10 giugno 2015. E’ passato un anno dalla fine della pena detentiva inflitta al film maker tibetano Dhondup Wangchen (nella foto), condannato a sei anni di carcere per aver realizzato tra il 2007 e il 2008 il film “Leaving Fear Behind”, un documentario sulla situazione dei tibetani sotto il dominio cinese alla vigilia delle Olimpiadi di Pechino.
Uscito dalla prigione di Xining, dove ha scontato la pena, il 5 giugno dello scorso anno, Dhondup ben lontano dall’essere nuovamente un uomo libero, non ha potuto ancora lasciare il Tibet per ricongiungersi ai famigliari: è sottoposto ad uno stretto regime di sorveglianza e gli è negato ogni movimento e tentativo di comunicazione.
Dhondup Wangchen aveva realizzato il documentario viaggiando attraverso l’Amdo assieme al monaco tibetano Jigme Gyatso, popolarmente conosciuto con il nome di Golok Jigme, e intervistando gli abitanti della regione alla vigilia dei Giochi Olimpici di Pechino 2008. Il materiale raccolto era poi stato inviato nascostamente in Svizzera dove il cugino di Wangchen, Gyaljong Tsetrin, aveva editato le 35 ore di filmato realizzando un documentario della durata di 25 minuti. Nelle immagini, i tibetani raccontavano la distruzione della cultura tibetana per mano dei cinesi, la violazione della libertà di culto e il costante rispetto per Il Dalai Lama, loro leader in esilio.
Dhondup Wangchen e Jigme Gyatso furono arrestati il 28 marzo 2008. Dhondup fu condannato a sei anni di carcere con l’accusa di “sovversione al potere dello stato”. A Jigme Gyatso, che nell’area di Sertar era noto e rispettato per il suo attivismo in campo sociale, furono inflitti sette mesi di carcere e, a causa delle torture patite, rischiò di morire. Fece ritorno al monastero nel maggio 2009 ma scomparve nel settembre 2012. Non si ebbero più sue notizie fino al 27 novembre dello stesso anno quando l’ufficio di Pubblica Sicurezza della provincia di Gansu emanò un ordine di arresto del religioso accusandolo di “omicidio”. Riuscì a lasciare il Tibet e a raggiungere Dharamsala il 18 maggio 2014.

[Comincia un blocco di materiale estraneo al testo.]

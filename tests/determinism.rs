//! Two sessions fed the same scene, seed, and input script must land on
//! identical stage snapshots and identical particle draws.

use scrollweave::{Page, Point, PointerEventKind, Rect, Rgba8, Scene, Surface, Viewport};

#[derive(Default)]
struct Recorder {
    clears: u64,
    circles: Vec<(f64, f64, f64)>,
}

impl Surface for Recorder {
    fn clear(&mut self) {
        self.clears += 1;
    }
    fn fill_circle(&mut self, center: Point, radius: f64, _color: Rgba8) {
        self.circles.push((center.x, center.y, radius));
    }
}

fn scene() -> Scene {
    Scene::from_json(include_str!("data/lumiere_scene.json")).unwrap()
}

fn drive_session(scene: &Scene) -> (Page, Recorder) {
    let mut page = Page::new(scene, Viewport::new(1280.0, 1000.0).unwrap()).unwrap();
    page.set_layout("body", Rect::new(0.0, 0.0, 1280.0, 5200.0));
    page.set_layout("origins", Rect::new(0.0, 1000.0, 1280.0, 2600.0));
    page.set_layout("showcase", Rect::new(0.0, 2600.0, 1280.0, 4200.0));
    page.set_layout("card.0", Rect::new(0.0, 2700.0, 400.0, 3100.0));

    let mut surface = Recorder::default();
    let dt = 1.0 / 60.0;
    for frame in 0..240 {
        let t = frame as f64 * dt;
        page.on_scroll(t * 600.0).unwrap();
        if frame == 90 {
            page.on_pointer("card.0", PointerEventKind::Enter, Point::new(200.0, 100.0))
                .unwrap();
            page.on_pointer("card.0", PointerEventKind::Move, Point::new(350.0, 50.0))
                .unwrap();
        }
        if frame == 150 {
            page.on_pointer("card.0", PointerEventKind::Leave, Point::new(0.0, 0.0))
                .unwrap();
        }
        page.frame(dt, &mut surface).unwrap();
    }
    (page, surface)
}

#[test]
fn identical_sessions_produce_identical_state() {
    let scene = scene();
    let (page_a, rec_a) = drive_session(&scene);
    let (page_b, rec_b) = drive_session(&scene);

    assert_eq!(page_a.stage().snapshot(), page_b.stage().snapshot());
    assert_eq!(rec_a.circles, rec_b.circles);
    assert_eq!(rec_a.clears, 240);
    // Every frame draws the full field.
    assert_eq!(rec_a.circles.len(), 240 * 100);
}

#[test]
fn seed_changes_the_particle_field_only() {
    let base = scene();
    let mut reseeded = scene();
    reseeded.seed = base.seed + 1;

    let (page_a, rec_a) = drive_session(&base);
    let (page_b, rec_b) = drive_session(&reseeded);

    assert_ne!(rec_a.circles, rec_b.circles);
    // The stage never sees the particle field; tween state is unaffected.
    assert_eq!(page_a.stage().snapshot(), page_b.stage().snapshot());
}
use crate::{
    core::{Point, Rgba8, Viewport},
    error::{WeaveError, WeaveResult},
    stage::Surface,
};

/// One drifting particle. `x`, `radius`, and `speed` are fixed at
/// construction; only `y` changes.
#[derive(Clone, Copy, Debug)]
pub struct Particle {
    pub x: f64,
    pub y: f64,
    pub radius: f64,
    pub speed: f64,
}

/// Fixed-size pool of upward-drifting particles.
///
/// Bounds are read once; the field ignores resize and runs every frame for
/// the page lifetime, independent of scroll and pointer state.
#[derive(Clone, Debug)]
pub struct ParticleField {
    particles: Vec<Particle>,
    bounds: Viewport,
    color: Rgba8,
}

impl ParticleField {
    pub fn new(count: usize, bounds: Viewport, color: Rgba8, seed: u64) -> WeaveResult<Self> {
        if count == 0 {
            return Err(WeaveError::validation("particle count must be > 0"));
        }
        let mut rng = SplitMix64::new(seed);
        let particles = (0..count)
            .map(|_| Particle {
                x: rng.next_f64() * bounds.width,
                y: rng.next_f64() * bounds.height,
                radius: rng.next_f64() * 2.0,
                speed: rng.next_f64() * 0.5 + 0.1,
            })
            .collect();
        Ok(Self {
            particles,
            bounds,
            color,
        })
    }

    pub fn particles(&self) -> &[Particle] {
        &self.particles
    }

    /// Step every particle one frame: drift up, wrap at the top edge back to
    /// the bottom edge. Wrap, not bounce: the drift reads as continuous.
    pub fn advance(&mut self) {
        for p in &mut self.particles {
            p.y -= p.speed;
            if p.y < 0.0 {
                p.y = self.bounds.height;
            }
        }
    }

    pub fn render(&self, surface: &mut dyn Surface) {
        surface.clear();
        for p in &self.particles {
            surface.fill_circle(Point::new(p.x, p.y), p.radius, self.color);
        }
    }
}

/// SplitMix64 stream; deterministic across runs for a given seed.
#[derive(Clone, Debug)]
struct SplitMix64 {
    state: u64,
}

impl SplitMix64 {
    fn new(seed: u64) -> Self {
        Self { state: seed }
    }

    fn next_u64(&mut self) -> u64 {
        self.state = self.state.wrapping_add(0x9E37_79B9_7F4A_7C15);
        let mut z = self.state;
        z = (z ^ (z >> 30)).wrapping_mul(0xBF58_476D_1CE4_E5B9);
        z = (z ^ (z >> 27)).wrapping_mul(0x94D0_49BB_1331_11EB);
        z ^ (z >> 31)
    }

    /// Uniform in `[0, 1)`.
    fn next_f64(&mut self) -> f64 {
        (self.next_u64() >> 11) as f64 * (1.0 / (1u64 << 53) as f64)
    }
}

#[cfg(test)]
mod tests {
    use super::*;

    fn bounds() -> Viewport {
        Viewport::new(200.0, 100.0).unwrap()
    }

    fn gold() -> Rgba8 {
        Rgba8::opaque(0xD4, 0xAF, 0x37)
    }

    #[test]
    fn advance_moves_up_and_wraps() {
        let mut field = ParticleField::new(3, bounds(), gold(), 7).unwrap();
        // Force a particle close to the top edge.
        field.particles[0].y = 5.0;
        field.particles[0].speed = 10.0;
        let before: Vec<_> = field.particles().to_vec();

        field.advance();

        assert_eq!(field.particles()[0].y, 100.0); // wrapped to the bottom edge
        for (a, b) in before.iter().zip(field.particles()) {
            assert_eq!(a.x, b.x);
            assert_eq!(a.radius, b.radius);
            assert_eq!(a.speed, b.speed);
            if a.y - a.speed >= 0.0 {
                assert_eq!(b.y, a.y - a.speed);
            }
        }
    }

    #[test]
    fn init_is_within_bounds_and_deterministic() {
        let a = ParticleField::new(50, bounds(), gold(), 42).unwrap();
        let b = ParticleField::new(50, bounds(), gold(), 42).unwrap();
        for (pa, pb) in a.particles().iter().zip(b.particles()) {
            assert_eq!(pa.x, pb.x);
            assert_eq!(pa.y, pb.y);
        }
        for p in a.particles() {
            assert!(p.x >= 0.0 && p.x < 200.0);
            assert!(p.y >= 0.0 && p.y < 100.0);
            assert!(p.radius < 2.0);
            assert!(p.speed >= 0.1 && p.speed < 0.6);
        }
    }

    #[test]
    fn zero_count_is_rejected() {
        assert!(ParticleField::new(0, bounds(), gold(), 0).is_err());
    }

    #[test]
    fn render_draws_one_circle_per_particle() {
        struct Recorder {
            cleared: usize,
            circles: Vec<(Point, f64, Rgba8)>,
        }
        impl Surface for Recorder {
            fn clear(&mut self) {
                self.cleared += 1;
            }
            fn fill_circle(&mut self, center: Point, radius: f64, color: Rgba8) {
                self.circles.push((center, radius, color));
            }
        }

        let field = ParticleField::new(5, bounds(), gold(), 1).unwrap();
        let mut rec = Recorder {
            cleared: 0,
            circles: Vec::new(),
        };
        field.render(&mut rec);
        assert_eq!(rec.cleared, 1);
        assert_eq!(rec.circles.len(), 5);
        assert!(rec.circles.iter().all(|(_, _, c)| *c == gold()));
    }
}
//! Pointer interaction through the page dispatch table: concurrent card
//! hovers stay independent, magnets chase and release, and keys without a
//! controller are ignored.

use scrollweave::{Page, Point, PointerEventKind, Prop, Rgba8, Scene, Surface, Viewport};

struct NullSurface;

impl Surface for NullSurface {
    fn clear(&mut self) {}
    fn fill_circle(&mut self, _center: Point, _radius: f64, _color: Rgba8) {}
}

fn page() -> Page {
    let scene = Scene::from_json(include_str!("data/lumiere_scene.json")).unwrap();
    let mut page = Page::new(&scene, Viewport::new(1280.0, 800.0).unwrap()).unwrap();
    // Two 400x200 cards side by side at the document top, plus a 40x40
    // magnet; at scroll 0 client coordinates equal document coordinates.
    page.set_layout("card.0", scrollweave::Rect::new(0.0, 0.0, 400.0, 200.0));
    page.set_layout("card.1", scrollweave::Rect::new(400.0, 0.0, 800.0, 200.0));
    page.set_layout(
        "social.instagram",
        scrollweave::Rect::new(600.0, 300.0, 640.0, 340.0),
    );
    page
}

fn run(page: &mut Page, seconds: f64) {
    let mut surface = NullSurface;
    let frames = (seconds * 60.0).round() as usize;
    for _ in 0..frames {
        page.frame(1.0 / 60.0, &mut surface).unwrap();
    }
}

fn scalar(page: &Page, key: &str, prop: Prop) -> Option<f64> {
    let id = page.stage().id_of(key)?;
    page.stage().scalar(id, prop)
}

#[test]
fn concurrent_card_hovers_are_independent() {
    let mut page = page();

    // card.0: top-right corner. card.1: halfway left of center.
    page.on_pointer("card.0", PointerEventKind::Move, Point::new(400.0, 0.0))
        .unwrap();
    page.on_pointer("card.1", PointerEventKind::Move, Point::new(500.0, 100.0))
        .unwrap();
    run(&mut page, 1.0);

    assert_eq!(scalar(&page, "card.0.inner", Prop::RotateX), Some(10.0));
    assert_eq!(scalar(&page, "card.0.inner", Prop::RotateY), Some(10.0));
    assert_eq!(scalar(&page, "card.1.inner", Prop::RotateX), Some(0.0));
    assert_eq!(scalar(&page, "card.1.inner", Prop::RotateY), Some(-5.0));

    // Blobs trail their own cursor in card-local coordinates.
    assert_eq!(scalar(&page, "card.0.blob", Prop::BlobX), Some(400.0));
    assert_eq!(scalar(&page, "card.1.blob", Prop::BlobX), Some(100.0));

    // Leaving one card releases only that card.
    page.on_pointer("card.0", PointerEventKind::Leave, Point::new(0.0, 0.0))
        .unwrap();
    run(&mut page, 2.0);
    assert_eq!(scalar(&page, "card.0.inner", Prop::RotateY), Some(0.0));
    assert_eq!(scalar(&page, "card.0.blob", Prop::BlobOpacity), Some(0.0));
    assert_eq!(scalar(&page, "card.1.inner", Prop::RotateY), Some(-5.0));
}

#[test]
fn hover_accents_rise_and_reset() {
    let mut page = page();
    page.on_pointer("card.0", PointerEventKind::Enter, Point::new(200.0, 100.0))
        .unwrap();
    run(&mut page, 1.0);
    assert_eq!(scalar(&page, "card.0.number", Prop::Scale), Some(1.1));
    assert_eq!(scalar(&page, "card.0.name", Prop::TranslateY), Some(-5.0));

    page.on_pointer("card.0", PointerEventKind::Leave, Point::new(0.0, 0.0))
        .unwrap();
    run(&mut page, 2.0);
    assert_eq!(scalar(&page, "card.0.number", Prop::Scale), Some(1.0));
    assert_eq!(scalar(&page, "card.0.name", Prop::TranslateY), Some(0.0));
}

#[test]
fn magnet_chases_at_half_strength_and_releases() {
    let mut page = page();

    // Cursor at local (30, 10): offset (10, -10) from the 40x40 center.
    page.on_pointer(
        "social.instagram",
        PointerEventKind::Move,
        Point::new(630.0, 310.0),
    )
    .unwrap();
    page.on_pointer(
        "social.instagram",
        PointerEventKind::Enter,
        Point::new(630.0, 310.0),
    )
    .unwrap();
    run(&mut page, 1.0);
    assert_eq!(scalar(&page, "social.instagram", Prop::TranslateX), Some(5.0));
    assert_eq!(scalar(&page, "social.instagram", Prop::TranslateY), Some(-5.0));
    assert_eq!(
        scalar(&page, "social.instagram.glyph", Prop::Rotation),
        Some(360.0)
    );

    page.on_pointer(
        "social.instagram",
        PointerEventKind::Leave,
        Point::new(0.0, 0.0),
    )
    .unwrap();
    // Glyph rotation resets instantly so the next entry spins a full turn.
    assert_eq!(
        scalar(&page, "social.instagram.glyph", Prop::Rotation),
        Some(0.0)
    );
    run(&mut page, 2.0);
    assert_eq!(scalar(&page, "social.instagram", Prop::TranslateX), Some(0.0));
    assert_eq!(scalar(&page, "social.instagram", Prop::TranslateY), Some(0.0));
}

#[test]
fn uncontrolled_keys_are_ignored() {
    let mut page = page();

    // card.3 declares no sub-elements, so the capability check skipped it;
    // never-registered keys are equally silent.
    for key in ["card.3", "hero-title", "nonexistent"] {
        for kind in [
            PointerEventKind::Enter,
            PointerEventKind::Move,
            PointerEventKind::Leave,
        ] {
            page.on_pointer(key, kind, Point::new(50.0, 50.0)).unwrap();
        }
    }
    run(&mut page, 0.5);
    let card3 = page.stage().id_of("card.3").unwrap();
    assert_eq!(page.stage().get(card3, Prop::RotateX), None);
}

#[test]
fn card_without_accents_still_tilts() {
    let mut page = page();
    page.set_layout("card.2", scrollweave::Rect::new(800.0, 0.0, 1200.0, 200.0));

    // card.2 has inner and blob but no number or name.
    page.on_pointer("card.2", PointerEventKind::Enter, Point::new(900.0, 50.0))
        .unwrap();
    page.on_pointer("card.2", PointerEventKind::Move, Point::new(1200.0, 0.0))
        .unwrap();
    run(&mut page, 1.0);
    assert_eq!(scalar(&page, "card.2.inner", Prop::RotateY), Some(10.0));

    page.on_pointer("card.2", PointerEventKind::Leave, Point::new(0.0, 0.0))
        .unwrap();
    run(&mut page, 2.0);
    assert_eq!(scalar(&page, "card.2.inner", Prop::RotateY), Some(0.0));
}
use std::{fs::File, io::BufReader, path::PathBuf};

use anyhow::Context as _;
use clap::{Parser, Subcommand};

#[derive(Parser, Debug)]
#[command(name = "scrollweave", version)]
struct Cli {
    #[command(subcommand)]
    cmd: Command,
}

#[derive(Subcommand, Debug)]
enum Command {
    /// Parse and validate a scene JSON.
    Validate(ValidateArgs),
    /// Run a headless session with a linear scroll ramp and dump the stage.
    Simulate(SimulateArgs),
}

#[derive(Parser, Debug)]
struct ValidateArgs {
    /// Input scene JSON.
    #[arg(long = "in")]
    in_path: PathBuf,
}

#[derive(Parser, Debug)]
struct SimulateArgs {
    /// Input scene JSON.
    #[arg(long = "in")]
    in_path: PathBuf,

    /// Simulated duration in seconds (60 fps).
    #[arg(long, default_value_t = 8.0)]
    seconds: f64,

    /// Scroll speed in document pixels per second.
    #[arg(long, default_value_t = 400.0)]
    scroll_speed: f64,

    /// Viewport width.
    #[arg(long, default_value_t = 1280.0)]
    width: f64,

    /// Viewport height.
    #[arg(long, default_value_t = 800.0)]
    height: f64,

    /// Output JSON path; stdout when omitted.
    #[arg(long)]
    out: Option<PathBuf>,
}

fn main() -> anyhow::Result<()> {
    let cli = Cli::parse();
    match cli.cmd {
        Command::Validate(args) => cmd_validate(args),
        Command::Simulate(args) => cmd_simulate(args),
    }
}

fn read_scene(path: &PathBuf) -> anyhow::Result<scrollweave::Scene> {
    let f = File::open(path).with_context(|| format!("open scene '{}'", path.display()))?;
    let r = BufReader::new(f);
    let scene: scrollweave::Scene =
        serde_json::from_reader(r).with_context(|| "parse scene JSON")?;
    scene.validate()?;
    Ok(scene)
}

fn cmd_validate(args: ValidateArgs) -> anyhow::Result<()> {
    read_scene(&args.in_path)?;
    eprintln!("ok: {}", args.in_path.display());
    Ok(())
}

struct CountingSurface {
    circles: u64,
}

impl scrollweave::Surface for CountingSurface {
    fn clear(&mut self) {}
    fn fill_circle(&mut self, _center: scrollweave::Point, _radius: f64, _color: scrollweave::Rgba8) {
        self.circles += 1;
    }
}

/// Stack the scene's sections into a synthetic document so triggers have
/// geometry to react to: origins starts one viewport down, showcase after
/// it, each 1.6 viewports tall, with the cards side by side inside the
/// showcase.
fn apply_synthetic_layout(page: &mut scrollweave::Page, scene: &scrollweave::Scene) {
    let vw = page.viewport().width;
    let vh = page.viewport().height;
    let origins_top = vh;
    let origins_bot = origins_top + 1.6 * vh;
    let showcase_bot = origins_bot + 1.6 * vh;
    let doc_bot = showcase_bot + vh;

    page.set_layout(
        &scene.showcase.surfaces[0],
        scrollweave::Rect::new(0.0, 0.0, vw, doc_bot),
    );
    page.set_layout(
        &scene.origins.key,
        scrollweave::Rect::new(0.0, origins_top, vw, origins_bot),
    );
    page.set_layout(
        &scene.showcase.key,
        scrollweave::Rect::new(0.0, origins_bot, vw, showcase_bot),
    );

    let card_w = vw / (scene.showcase.cards.len() as f64);
    for (i, card) in scene.showcase.cards.iter().enumerate() {
        let x0 = i as f64 * card_w;
        page.set_layout(
            &card.key,
            scrollweave::Rect::new(x0, origins_bot + 100.0, x0 + card_w, origins_bot + 500.0),
        );
    }
}

fn cmd_simulate(args: SimulateArgs) -> anyhow::Result<()> {
    let scene = read_scene(&args.in_path)?;
    let viewport = scrollweave::Viewport::new(args.width, args.height)?;
    let mut page = scrollweave::Page::new(&scene, viewport)?;
    apply_synthetic_layout(&mut page, &scene);

    let mut surface = CountingSurface { circles: 0 };
    let dt = 1.0 / 60.0;
    let frames = (args.seconds / dt).round().max(0.0) as u64;
    for frame in 0..frames {
        let t = frame as f64 * dt;
        page.on_scroll(t * args.scroll_speed)?;
        page.frame(dt, &mut surface)?;
    }

    let dump = serde_json::json!({
        "seconds": page.now(),
        "scroll": page.scroll(),
        "particle_draws": surface.circles,
        "stage": page.stage().snapshot(),
    });
    let text = serde_json::to_string_pretty(&dump)?;
    match &args.out {
        Some(path) => {
            std::fs::write(path, text).with_context(|| format!("write '{}'", path.display()))?;
            eprintln!("wrote {}", path.display());
        }
        None => println!("{text}"),
    }
    Ok(())
}
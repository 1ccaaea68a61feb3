use std::collections::BTreeSet;

use crate::{
    core::Rgba8,
    error::{WeaveError, WeaveResult},
};

/// Declarative description of a page's motion: which stage elements exist
/// and how they participate in the entrance, scroll, and pointer effects.
///
/// Layout, styling, and content stay with the host; the scene only names
/// elements by stage key.
#[derive(Clone, Debug, serde::Serialize, serde::Deserialize)]
pub struct Scene {
    #[serde(default)]
    pub seed: u64,
    #[serde(default = "default_particle_count")]
    pub particle_count: usize,
    #[serde(default = "default_particle_color")]
    pub particle_color: Rgba8,
    pub entrance: EntranceSpec,
    pub origins: OriginsSpec,
    pub showcase: ShowcaseSpec,
    #[serde(default)]
    pub magnets: Vec<MagnetSpec>,
    #[serde(default)]
    pub menu: Option<MenuSpec>,
    /// Stage key of the footer progress bar, scrubbed over the whole page.
    #[serde(default)]
    pub footer_progress: Option<String>,
}

fn default_particle_count() -> usize {
    100
}

fn default_particle_color() -> Rgba8 {
    Rgba8::opaque(0xD4, 0xAF, 0x37)
}

/// Cinematic entrance: brand fade, overlay lift, hero reveal.
#[derive(Clone, Debug, serde::Serialize, serde::Deserialize)]
pub struct EntranceSpec {
    pub brand: String,
    pub overlay: String,
    pub hero: String,
}

/// Brand-narrative section with its one-shot reveal sequence.
#[derive(Clone, Debug, serde::Serialize, serde::Deserialize)]
pub struct OriginsSpec {
    pub key: String,
    #[serde(default)]
    pub image_container: Option<String>,
    #[serde(default)]
    pub image: Option<String>,
    /// Headline word spans, revealed with a stagger.
    #[serde(default)]
    pub words: Vec<String>,
    #[serde(default)]
    pub label: Option<String>,
    #[serde(default)]
    pub body: Option<String>,
    #[serde(default)]
    pub cta: Option<String>,
}

#[derive(Clone, Copy, Debug, PartialEq, serde::Serialize, serde::Deserialize)]
pub struct Palette {
    pub background: Rgba8,
    pub text: Rgba8,
}

/// Product showcase: the color-phase/parallax/reveal section plus its cards.
#[derive(Clone, Debug, serde::Serialize, serde::Deserialize)]
pub struct ShowcaseSpec {
    pub key: String,
    /// Surfaces whose background/text colors crossfade with scroll
    /// (typically the body and the content wrapper).
    pub surfaces: Vec<String>,
    pub palette_dark: Palette,
    pub palette_light: Palette,
    pub cards: Vec<CardSpec>,
}

/// One pointer-reactive card. `inner` and `blob` are optional: a card
/// missing either simply gets no pointer interaction (capability check).
#[derive(Clone, Debug, serde::Serialize, serde::Deserialize)]
pub struct CardSpec {
    pub key: String,
    #[serde(default)]
    pub inner: Option<String>,
    #[serde(default)]
    pub blob: Option<String>,
    #[serde(default)]
    pub number: Option<String>,
    #[serde(default)]
    pub name: Option<String>,
}

/// Icon-only magnetic element with an optional spinnable glyph.
#[derive(Clone, Debug, serde::Serialize, serde::Deserialize)]
pub struct MagnetSpec {
    pub key: String,
    #[serde(default)]
    pub glyph: Option<String>,
}

#[derive(Clone, Debug, serde::Serialize, serde::Deserialize)]
pub struct MenuSpec {
    pub button: String,
    pub panel: String,
    pub links: Vec<String>,
}

impl Scene {
    pub fn from_json(s: &str) -> WeaveResult<Self> {
        let scene: Scene =
            serde_json::from_str(s).map_err(|e| WeaveError::scene(format!("parse scene: {e}")))?;
        scene.validate()?;
        Ok(scene)
    }

    pub fn validate(&self) -> WeaveResult<()> {
        if self.particle_count == 0 {
            return Err(WeaveError::scene("particle_count must be > 0"));
        }

        let mut keys = BTreeSet::new();
        let mut unique = |key: &str, what: &str| -> WeaveResult<()> {
            if key.trim().is_empty() {
                return Err(WeaveError::scene(format!("{what} key must be non-empty")));
            }
            if !keys.insert(key.to_string()) {
                return Err(WeaveError::scene(format!("duplicate element key '{key}'")));
            }
            Ok(())
        };

        unique(&self.entrance.brand, "entrance.brand")?;
        unique(&self.entrance.overlay, "entrance.overlay")?;
        unique(&self.entrance.hero, "entrance.hero")?;
        unique(&self.origins.key, "origins")?;
        for w in &self.origins.words {
            unique(w, "origins word")?;
        }
        unique(&self.showcase.key, "showcase")?;
        if self.showcase.surfaces.is_empty() {
            return Err(WeaveError::scene("showcase.surfaces must be non-empty"));
        }
        for s in &self.showcase.surfaces {
            unique(s, "showcase surface")?;
        }
        if self.showcase.cards.is_empty() {
            return Err(WeaveError::scene("showcase.cards must be non-empty"));
        }
        for card in &self.showcase.cards {
            unique(&card.key, "card")?;
            for sub in [&card.inner, &card.blob, &card.number, &card.name]
                .into_iter()
                .flatten()
            {
                unique(sub, "card sub-element")?;
            }
        }
        for magnet in &self.magnets {
            unique(&magnet.key, "magnet")?;
            if let Some(glyph) = &magnet.glyph {
                unique(glyph, "magnet glyph")?;
            }
        }
        if let Some(menu) = &self.menu {
            unique(&menu.button, "menu.button")?;
            unique(&menu.panel, "menu.panel")?;
            for link in &menu.links {
                unique(link, "menu link")?;
            }
        }
        if let Some(fp) = &self.footer_progress {
            unique(fp, "footer_progress")?;
        }
        Ok(())
    }
}

/// Shared test fixture: a full page scene with four cards.
#[cfg(test)]
pub(crate) fn sample_scene() -> Scene {
    tests::basic_scene()
}
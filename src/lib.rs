#![forbid(unsafe_code)]

pub mod core;
pub mod ease;
pub mod error;
pub mod menu;
pub mod orchestrator;
pub mod page;
pub mod particles;
pub mod pointer;
pub mod scene;
pub mod scroll;
pub mod stage;
pub mod timeline;
pub mod tween;

pub use crate::core::{Point, Rect, Rgba8, ScrollOffset, Seconds, Vec2, Viewport};
pub use crate::ease::Ease;
pub use crate::error::{WeaveError, WeaveResult};
pub use crate::page::{Page, PointerEventKind};
pub use crate::particles::ParticleField;
pub use crate::scene::Scene;
pub use crate::scroll::{TriggerEvent, TriggerEventKind, TriggerSet, TriggerSpec};
pub use crate::stage::{ElementId, Prop, Stage, Surface, Value};
pub use crate::timeline::{Segment, Timeline};
pub use crate::tween::{Scheduler, TweenSpec};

Temendo per la sua sorte, la moglie di Dhondup Wangchen, Lhamo Tso e l’organizzazione in esilio Filming for Tibet, che opera a sostegno del lavoro dei film maker tibetani, lanciarono una campagna per sostenere l’innocenza di Jigme Gyatso e chiedere che fosse prosciolto da ogni accusa. Le informazioni raccolte da Filming for Tibet con l’aiuto di Lhamo Tso fornirono la prova che le accuse rivolte dalle autorità cinesi a Jigme Gyatso erano prive di fondamento. Lhamo Tso, amica di lunga data di Jigme, si appellò al governo degli Stati Uniti e ai governi di tutto il mondo affinché la Cina smettesse di dargli la caccia e revocasse l’ordine di arresto. A tutti i gruppi di sostegno al Tibet era stato chiesto di mobilitarsi e rendere pubblico questo appello.
Dalla Svizzera, dove risiede, Gyaljong Tsetrin, ha espresso la propria preoccupazione per la sorte del cugino. Da Dharamsala, Jigme Gyatso ha fatto sapere che Dhondup, torturato in carcere, è in precarie condizioni di salute e non ha mai potuto ricevere le medicine necessarie per curare l’epatite B di cui soffre. Attraverso i media internazionali e tibetani ha rinnovato il suo appello alla comunità internazionale affinché chieda alla Cina il rilascio di tutti i prigionieri politici nel Tibet occupato e il rispetto dei diritti umani di quanti hanno ormai scontato la pena.